Laboratorio di filosofia
Laboratorio di fenomenologia: l'origine dell'opera d'arte
a cura di Tommaso Giongo dell'Associazione Culturale La Grottesca
Obiettivo
Partendo dal testo L'origine dell'opera d'arte del filosofo tedesco Martin Heidegger, si tenterà una delucidazione della sua ricerca fenomenologica sull'arte, guadagnando nello svolgimento stesso del laboratorio gli strumenti concettuali adeguati alla comprensione. Tale lavoro ermeneutico si concentra, all'interno dell'enorme mole di spunti condensati nelle pagine della trattazione heideggeriana, sulla sussistenza naturale (la materialità) che inerisce all'opera d'arte concreta, nonché sul modo di pensare il creare artistico a partire dalla comprensione così ottenuta della sussistenza materiale. Ripercorrendo l'indagine del filosofo friburghese, si tenterà infine di ottenere quella prospettiva sull'arte, il cui senso e orizzonte di comprensione risiede proprio nel pensiero dell'«Origine» che conclude il trattato.
Metodologia
Il lavoro da svolgere si configura come commento alla trattazione di Heidegger ed al suo modo di muoversi: la lettura del testo L'origine dell'opera d'arte rimane il riferimento costante e imprescindibile per la comprensione dei rimandi fatti valere durante il laboratorio.
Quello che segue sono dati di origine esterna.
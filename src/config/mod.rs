//! Schema-driven loading of flat key/value configuration files.

mod builder;
mod cascade;
mod error;
mod file;
mod mapper;
mod rule;
mod schema;
mod source;
mod validate;

pub use builder::{materialize, Derive, Loader};
pub use cascade::{resolve, DefaultsCascade};
pub use error::{Access, ConfigError, SyntaxReason};
pub use file::{load_flat_file, read_flat_file, render_flat, RawMapping};
pub use mapper::map;
pub use rule::Rule;
pub use schema::{FieldKind, FieldSpec, FieldValue, Schema, Schematic};
pub use source::{overlay, Provenance, Resolved, Source};
pub use validate::validate;
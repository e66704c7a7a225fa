//! Everything the daemon reads from disk at startup.

use std::path::Path;

use crate::app::AppConfig;
use crate::check::CheckDefinitionStore;
use crate::config::{Provenance, Resolved};
use crate::store::EmptyScan;
use crate::Error;

/// The loaded application config and the check store it points at.
///
/// ## Example
///
/// ```no_run
/// use kamonitu_config::{AppContext, DEFAULT_CONFIG_PATH};
///
/// let ctx = AppContext::load(DEFAULT_CONFIG_PATH)?;
/// let scan = ctx.checks().scan()?;
/// for (file, check) in &scan.entities {
///     println!("{file}: {}", check.value.check_command);
/// }
/// # Ok::<(), kamonitu_config::Error>(())
/// ```
#[derive(Debug)]
pub struct AppContext {
    config: Resolved<AppConfig>,
    checks: CheckDefinitionStore,
}

impl AppContext {
    /// Loads the application config at `path` and opens its check store.
    ///
    /// Scans of the returned store accept an empty check directory.
    pub fn load(path: impl AsRef<Path>) -> Result<Self, Error> {
        Self::load_with(path, EmptyScan::Allow)
    }

    /// Like [`load`](Self::load), choosing how empty scans are treated.
    pub fn load_with(path: impl AsRef<Path>, on_empty: EmptyScan) -> Result<Self, Error> {
        let config = AppConfig::load(path)?;
        let checks = CheckDefinitionStore::open(&config.value)?.with_empty_scan(on_empty);
        Ok(Self { config, checks })
    }

    pub fn config(&self) -> &AppConfig {
        &self.config.value
    }

    /// Which layer supplied each application config value.
    pub fn config_provenance(&self) -> &Provenance {
        &self.config.provenance
    }

    pub fn checks(&self) -> &CheckDefinitionStore {
        &self.checks
    }
}
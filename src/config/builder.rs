use std::collections::BTreeMap;
use std::fmt;
use std::path::{Path, PathBuf};

use super::file::{load_flat_file, RawMapping};
use super::mapper::map;
use super::schema::{Schema, Schematic};
use super::source::{overlay, Provenance, Resolved, Source};
use super::validate::validate;
use super::ConfigError;

/// Computes a value for a key from the layers merged so far.
pub type Derive = fn(&RawMapping) -> Option<String>;

/// A layer in the loading pipeline.
enum Layer {
    Mapping {
        mapping: RawMapping,
        source: Source,
    },
    File {
        path: PathBuf,
        required: bool,
        source: Source,
    },
    Derived {
        key: String,
        derive: Derive,
        source: Source,
    },
}

impl fmt::Debug for Layer {
    fn fmt(&self, f: &mut fmt::Formatter<'_>) -> fmt::Result {
        match self {
            Layer::Mapping { mapping, source } => f
                .debug_struct("Mapping")
                .field("mapping", mapping)
                .field("source", source)
                .finish(),
            Layer::File {
                path,
                required,
                source,
            } => f
                .debug_struct("File")
                .field("path", path)
                .field("required", required)
                .field("source", source)
                .finish(),
            Layer::Derived { key, source, .. } => f
                .debug_struct("Derived")
                .field("key", key)
                .field("source", source)
                .finish_non_exhaustive(),
        }
    }
}

/// Builder for loading one typed object from layered flat files.
///
/// Layers are applied in registration order, with later layers overriding
/// earlier ones key by key. Each layer carries the [`Source`] label that ends
/// up in the result's [`Provenance`].
///
/// Mapping and validation errors are wrapped in [`ConfigError::InFile`] with
/// the file that supplied the offending key. Keys no file supplied are
/// reported against the last file loaded.
///
/// ## Example
///
/// ```no_run
/// use kamonitu_config::{AppConfig, Loader, Source};
///
/// let app = Loader::new()
///     .with_defaults(AppConfig::hardcoded_defaults(), Source::Hardcoded)
///     .with_file("/etc/kamonitu/kamonitu.ini", true, Source::IniFile)
///     .with_derived(
///         "check_definitions_dir",
///         AppConfig::derive_check_definitions_dir,
///         Source::Hardcoded,
///     )
///     .load(&AppConfig::default())?;
///
/// println!("{}", app.value.var_dir);
/// # Ok::<(), kamonitu_config::ConfigError>(())
/// ```
#[derive(Debug, Default)]
#[must_use = "loaders do nothing until .load() is called"]
pub struct Loader {
    layers: Vec<Layer>,
}

impl Loader {
    pub fn new() -> Self {
        Self::default()
    }

    /// Adds an in-memory layer.
    pub fn with_defaults(mut self, mapping: RawMapping, source: Source) -> Self {
        self.layers.push(Layer::Mapping { mapping, source });
        self
    }

    /// Adds a flat file layer.
    ///
    /// If `required` is `true`, loading fails if the file doesn't exist.
    /// Optional files that are missing are silently skipped.
    pub fn with_file(mut self, path: impl AsRef<Path>, required: bool, source: Source) -> Self {
        self.layers.push(Layer::File {
            path: path.as_ref().to_path_buf(),
            required,
            source,
        });
        self
    }

    /// Sets `key` from the layers registered before this one, unless one of
    /// them already set it.
    ///
    /// Nothing is set when `derive` returns `None`.
    pub fn with_derived(mut self, key: impl Into<String>, derive: Derive, source: Source) -> Self {
        self.layers.push(Layer::Derived {
            key: key.into(),
            derive,
            source,
        });
        self
    }

    /// Loads, merges, maps and validates into `T` using its declared schema.
    pub fn load<T: Schematic>(self, defaults: &T) -> Result<Resolved<T>, ConfigError> {
        self.load_with(T::schema(), defaults)
    }

    /// Like [`load`](Self::load), with an explicit schema.
    pub fn load_with<T: Clone>(
        self,
        schema: &Schema<T>,
        defaults: &T,
    ) -> Result<Resolved<T>, ConfigError> {
        let mut merged = RawMapping::new();
        let mut provenance = Provenance::new();
        // The file that supplied each key's current value.
        let mut origins: BTreeMap<String, PathBuf> = BTreeMap::new();
        let mut last_file = None;

        for layer in self.layers {
            match layer {
                Layer::Mapping { mapping, source } => {
                    for key in mapping.keys() {
                        origins.remove(key);
                    }
                    overlay(&mut merged, &mut provenance, &mapping, source);
                }
                Layer::File {
                    path,
                    required,
                    source,
                } => {
                    if let Some(mapping) = load_flat_file(&path, required)? {
                        tracing::debug!(path = %path.display(), keys = mapping.len(), "parsed flat file");
                        for key in mapping.keys() {
                            origins.insert(key.clone(), path.clone());
                        }
                        overlay(&mut merged, &mut provenance, &mapping, source);
                        last_file = Some(path);
                    }
                }
                Layer::Derived {
                    key,
                    derive,
                    source,
                } => {
                    if merged.contains_key(&key) {
                        continue;
                    }
                    if let Some(value) = derive(&merged) {
                        tracing::debug!(key = %key, value = %value, "derived value");
                        provenance.insert(key.clone(), source);
                        merged.insert(key, value);
                    }
                }
            }
        }

        materialize(schema, &merged, provenance, defaults).map_err(|e| {
            let blamed = e.key().and_then(|key| origins.get(key)).cloned();
            match blamed.or(last_file) {
                Some(path) => e.in_file(path),
                None => e,
            }
        })
    }
}

/// Maps and validates an already merged mapping.
///
/// Provenance is completed for schema fields no layer supplied.
pub fn materialize<T: Clone>(
    schema: &Schema<T>,
    merged: &RawMapping,
    mut provenance: Provenance,
    defaults: &T,
) -> Result<Resolved<T>, ConfigError> {
    let value = map(schema, merged, defaults)?;
    validate(schema, &value)?;
    provenance.complete_for(schema);
    Ok(Resolved { value, provenance })
}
Non è perciò richiesta la conoscenza pregressa dei testi dello stesso autore, ma solamente la disponibilità a lasciarsi coinvolgere nel percorso dell'opera. L'edizione italiana di riferimento è quella edita da Bompiani (2006) nella raccolta Holzwege Sentieri erranti nella selva, e curata da Vincenzo Cicero.
Svolgimento
Gli incontri del laboratorio si terranno nella saletta multimediale al piano interrato della Biblioteca civica di Rovereto. Il laboratorio si compone di 9 incontri a cadenza settimanale: il sabato dalle 14:00 alle 16:00, dal 15/3 al 17/5 (saltando l'appuntamento del 19/4 in quanto la biblioteca sarà chiusa). Ogni incontro si concentrerà su una diversa porzione di testo de L'origine dell'opera d'arte, così da ripercorrerlo interamente nello svolgimento complessivo del laboratorio. Ai partecipanti viene richiesto di presentarsi a ciascun incontro avendo già letto la porzione di testo in oggetto (di volta in volta tra le 5 e le 10 pagine). Ogni incontro si aprirà con l'esposizione da parte di un partecipante della porzione di testo in esame, proseguirà con la discussione collettiva e si chiuderà con l'indicazione della porzione oggetto dell'incontro successivo nonché del successivo relatore, ovvero del partecipante che provvederà all'esposizione iniziale all'incontro successivo.